**Exercise instructions**
Only the lines below starting at the one that contains "to input actions." and ending at the one that contains "pub fn should_quit(key: KeyEvent)" are to be reproduced, exactly and with both ends kept.

**Data excerpts**
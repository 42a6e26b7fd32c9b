//! Rendering Context
//!
//! The menu never touches SDL2 directly. It draws through [`MenuRenderer`], which
//! the host passes into `draw` each frame. [`SdlRenderer`] is the real backend;
//! tests supply a recording implementation instead, so menu drawing can be
//! checked without a window or graphics device.

use crate::error::MenuError;
use crate::geometry::Bounds;
use crate::sprite_cache::{SpriteCache, SpriteKey};
use crate::text;
use sdl2::image::LoadTexture;
use sdl2::pixels::{Color, PixelFormatEnum};
use sdl2::render::{BlendMode, Canvas, Texture, TextureCreator};
use sdl2::video::{Window, WindowContext};
use std::collections::HashMap;

/// Drawing capabilities the menu needs from its host
pub trait MenuRenderer {
    /// Size of `text` as it would be drawn by [`MenuRenderer::draw_text`]
    fn measure_text(&self, text: &str) -> (u32, u32);

    /// Drawable area in the same units as layout bounds
    fn viewport_size(&self) -> (u32, u32);

    fn clear(&mut self, color: Color);

    /// Stretches the background image over `dest`. No-op without a background.
    fn draw_background(&mut self, dest: Bounds) -> Result<(), MenuError>;

    /// Copies the sprite described by `sprite` onto `dest`, modulated by `tint`
    fn blit(&mut self, sprite: SpriteKey, dest: Bounds, tint: Color) -> Result<(), MenuError>;

    /// Draws `text` with its top-left corner at (x, y)
    fn draw_text(&mut self, text: &str, x: i32, y: i32, color: Color) -> Result<(), MenuError>;
}

/// SDL2 canvas backend
///
/// Sprites are rasterized on the CPU through a [`SpriteCache`] and uploaded to
/// a texture the first time each [`SpriteKey`] is drawn. Later frames reuse the
/// texture, so steady-state drawing does no pixel generation or uploads.
///
/// # Example
///
/// ```rust
/// let canvas = window.into_canvas().build().map_err(|e| e.to_string())?;
/// let texture_creator = canvas.texture_creator();
/// let mut renderer = SdlRenderer::new(canvas, &texture_creator, 3);
///
/// menu.draw(&mut renderer)?;
/// renderer.present();
/// ```
pub struct SdlRenderer<'a> {
    canvas: Canvas<Window>,
    texture_creator: &'a TextureCreator<WindowContext>,
    bitmaps: SpriteCache,
    textures: HashMap<SpriteKey, Texture<'a>>,
    background: Option<Texture<'a>>,
    text_scale: u32,
}

impl<'a> SdlRenderer<'a> {
    pub fn new(
        canvas: Canvas<Window>,
        texture_creator: &'a TextureCreator<WindowContext>,
        text_scale: u32,
    ) -> Self {
        SdlRenderer {
            canvas,
            texture_creator,
            bitmaps: SpriteCache::new(),
            textures: HashMap::new(),
            background: None,
            text_scale: text_scale.max(1),
        }
    }

    /// Loads the background image. On error the previous background is kept.
    pub fn load_background(&mut self, path: &str) -> Result<(), MenuError> {
        let texture = self
            .texture_creator
            .load_texture(path)
            .map_err(|e| MenuError::Sdl(format!("Failed to load {}: {}", path, e)))?;
        self.background = Some(texture);
        Ok(())
    }

    pub fn present(&mut self) {
        self.canvas.present();
    }

    /// Number of sprite textures uploaded so far
    pub fn cached_textures(&self) -> usize {
        self.textures.len()
    }

    fn upload(&mut self, key: SpriteKey) -> Result<Texture<'a>, MenuError> {
        let creator = self.texture_creator;
        let bitmap = self.bitmaps.get_or_generate(key)?;

        let mut texture = creator
            .create_texture_static(PixelFormatEnum::RGBA32, bitmap.width(), bitmap.height())
            .map_err(|e| {
                tracing::error!(%e, ?key, "texture allocation failed");
                MenuError::ResourceExhaustion {
                    width: bitmap.width(),
                    height: bitmap.height(),
                }
            })?;

        texture
            .update(None, &bitmap.to_rgba_bytes(), bitmap.pitch())
            .map_err(|e| MenuError::Sdl(e.to_string()))?;
        texture.set_blend_mode(BlendMode::Blend);

        tracing::debug!(?key, "uploaded sprite texture");
        Ok(texture)
    }
}

impl MenuRenderer for SdlRenderer<'_> {
    fn measure_text(&self, text: &str) -> (u32, u32) {
        text::measure_text(text, self.text_scale)
    }

    fn viewport_size(&self) -> (u32, u32) {
        self.canvas.window().size()
    }

    fn clear(&mut self, color: Color) {
        self.canvas.set_draw_color(color);
        self.canvas.clear();
    }

    fn draw_background(&mut self, dest: Bounds) -> Result<(), MenuError> {
        if let (Some(background), Some(dst)) = (&self.background, dest.to_sdl_rect()) {
            self.canvas.copy(background, None, dst)?;
        }
        Ok(())
    }

    fn blit(&mut self, sprite: SpriteKey, dest: Bounds, tint: Color) -> Result<(), MenuError> {
        let Some(dst) = dest.to_sdl_rect() else {
            return Ok(());
        };

        if !self.textures.contains_key(&sprite) {
            let texture = self.upload(sprite)?;
            self.textures.insert(sprite, texture);
        }

        let (width, height) = sprite.size();
        let texture = self
            .textures
            .get_mut(&sprite)
            .ok_or(MenuError::ResourceExhaustion { width, height })?;
        texture.set_color_mod(tint.r, tint.g, tint.b);
        texture.set_alpha_mod(tint.a);

        self.canvas.copy(texture, None, dst)?;
        Ok(())
    }

    fn draw_text(&mut self, text: &str, x: i32, y: i32, color: Color) -> Result<(), MenuError> {
        text::draw_text(&mut self.canvas, text, x, y, color, self.text_scale)?;
        Ok(())
    }
}
//! Gravity clock: fixed-step tick accumulation.
//!
//! The simulation samples an external monotonic time once per frame and
//! drains whole ticks from it, so gravity keeps pace even when a frame
//! stalls. Over elapsed time T the clock yields exactly
//! floor(T / interval) ticks; a sample landing exactly on a tick
//! boundary fires that tick.

use std::time::Duration;

use blockfall_types::GRAVITY_TICK_MS;

/// Accumulates elapsed time against a fixed tick interval.
#[derive(Debug, Clone, Copy, PartialEq, Eq)]
pub struct GravityClock {
    accumulated: Duration,
    interval: Duration,
}

impl GravityClock {
    pub fn new(interval: Duration) -> Self {
        Self {
            accumulated: Duration::ZERO,
            interval,
        }
    }

    /// Consume one tick if one is due at `now`.
    ///
    /// Call in a loop to catch up after a long frame; each true return
    /// advances the accumulator by exactly one interval.
    pub fn consume_tick(&mut self, now: Duration) -> bool {
        if self.accumulated + self.interval <= now {
            self.accumulated += self.interval;
            true
        } else {
            false
        }
    }

    pub fn accumulated(&self) -> Duration {
        self.accumulated
    }

    pub fn interval(&self) -> Duration {
        self.interval
    }
}

impl Default for GravityClock {
    fn default() -> Self {
        Self::new(Duration::from_millis(GRAVITY_TICK_MS))
    }
}

#[cfg(test)]
mod tests {
    use super::*;

    #[test]
    fn test_no_tick_before_interval() {
        let mut clock = GravityClock::new(Duration::from_millis(500));
        assert!(!clock.consume_tick(Duration::from_millis(499)));
        assert_eq!(clock.accumulated(), Duration::ZERO);
    }

    #[test]
    fn test_tick_on_exact_boundary() {
        let mut clock = GravityClock::new(Duration::from_millis(500));
        assert!(clock.consume_tick(Duration::from_millis(500)));
        assert!(!clock.consume_tick(Duration::from_millis(500)));
        assert_eq!(clock.accumulated(), Duration::from_millis(500));
    }

    #[test]
    fn test_catch_up_drains_whole_ticks() {
        let mut clock = GravityClock::new(Duration::from_millis(500));
        let now = Duration::from_millis(1750);

        let mut ticks = 0;
        while clock.consume_tick(now) {
            ticks += 1;
        }
        assert_eq!(ticks, 3);
        assert_eq!(clock.accumulated(), Duration::from_millis(1500));
    }

    #[test]
    fn test_accumulator_tracks_exact_multiples() {
        let interval = Duration::from_millis(500);
        let mut clock = GravityClock::new(interval);

        for n in 1..=8u32 {
            let now = interval * n;
            let mut ticks = 0;
            while clock.consume_tick(now) {
                ticks += 1;
            }
            assert_eq!(ticks, 1);
            assert_eq!(clock.accumulated(), interval * n);
        }
    }
}
//! Key mapping from terminal events to input actions.

use blockfall_types::InputAction;
use crossterm::event::{KeyCode, KeyEvent, KeyModifiers};

/// Map keyboard input to an input action.
pub fn handle_key_event(key: KeyEvent) -> Option<InputAction> {
    match key.code {
        // Movement
        KeyCode::Left | KeyCode::Char('a') | KeyCode::Char('A') | KeyCode::Char('h') => {
            Some(InputAction::MoveLeft)
        }
        KeyCode::Right | KeyCode::Char('d') | KeyCode::Char('D') | KeyCode::Char('l') => {
            Some(InputAction::MoveRight)
        }
        KeyCode::Down | KeyCode::Char('s') | KeyCode::Char('S') | KeyCode::Char('j') => {
            Some(InputAction::SoftDrop)
        }

        // Rotation
        KeyCode::Up | KeyCode::Char('k') | KeyCode::Char('K') => Some(InputAction::RotateCw),

        // Debug controls
        KeyCode::Char('w') | KeyCode::Char('W') => Some(InputAction::Raise),
        KeyCode::Char('e') | KeyCode::Char('E') => Some(InputAction::CycleShape),

        _ => None,
    }
}

/// Check if key should quit the game.
pub fn should_quit(key: KeyEvent) -> bool {
    matches!(key.code, KeyCode::Char('q') | KeyCode::Char('Q') | KeyCode::Esc)
        || (key.code == KeyCode::Char('c') && key.modifiers.contains(KeyModifiers::CONTROL))
}

#[cfg(test)]
mod tests {
    use super::*;

    #[test]
    fn test_movement_keys() {
        assert_eq!(
            handle_key_event(KeyEvent::from(KeyCode::Left)),
            Some(InputAction::MoveLeft)
        );
        assert_eq!(
            handle_key_event(KeyEvent::from(KeyCode::Right)),
            Some(InputAction::MoveRight)
        );
        assert_eq!(
            handle_key_event(KeyEvent::from(KeyCode::Down)),
            Some(InputAction::SoftDrop)
        );
    }

    #[test]
    fn test_rotation_and_debug_keys() {
        assert_eq!(
            handle_key_event(KeyEvent::from(KeyCode::Up)),
            Some(InputAction::RotateCw)
        );
        assert_eq!(
            handle_key_event(KeyEvent::from(KeyCode::Char('w'))),
            Some(InputAction::Raise)
        );
        assert_eq!(
            handle_key_event(KeyEvent::from(KeyCode::Char('e'))),
            Some(InputAction::CycleShape)
        );
    }

    #[test]
    fn test_unmapped_keys() {
        assert_eq!(handle_key_event(KeyEvent::from(KeyCode::Char('x'))), None);
        assert_eq!(handle_key_event(KeyEvent::from(KeyCode::Tab)), None);
    }

    #[test]
    fn test_quit_keys() {
        assert!(should_quit(KeyEvent::from(KeyCode::Char('q'))));
        assert!(should_quit(KeyEvent::from(KeyCode::Esc)));
        assert!(should_quit(KeyEvent::new(
            KeyCode::Char('c'),
            KeyModifiers::CONTROL
        )));
        assert!(!should_quit(KeyEvent::from(KeyCode::Char('c'))));
    }
}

**Expected answer**
//! Key mapping from terminal events to input actions.

use blockfall_types::InputAction;
use crossterm::event::{KeyCode, KeyEvent, KeyModifiers};

/// Map keyboard input to an input action.
pub fn handle_key_event(key: KeyEvent) -> Option<InputAction> {
    match key.code {
        // Movement
        KeyCode::Left | KeyCode::Char('a') | KeyCode::Char('A') | KeyCode::Char('h') => {
            Some(InputAction::MoveLeft)
        }
        KeyCode::Right | KeyCode::Char('d') | KeyCode::Char('D') | KeyCode::Char('l') => {
            Some(InputAction::MoveRight)
        }
        KeyCode::Down | KeyCode::Char('s') | KeyCode::Char('S') | KeyCode::Char('j') => {
            Some(InputAction::SoftDrop)
        }

        // Rotation
        KeyCode::Up | KeyCode::Char('k') | KeyCode::Char('K') => Some(InputAction::RotateCw),

        // Debug controls
        KeyCode::Char('w') | KeyCode::Char('W') => Some(InputAction::Raise),
        KeyCode::Char('e') | KeyCode::Char('E') => Some(InputAction::CycleShape),

        _ => None,
    }
}

/// Check if key should quit the game.
pub fn should_quit(key: KeyEvent) -> bool {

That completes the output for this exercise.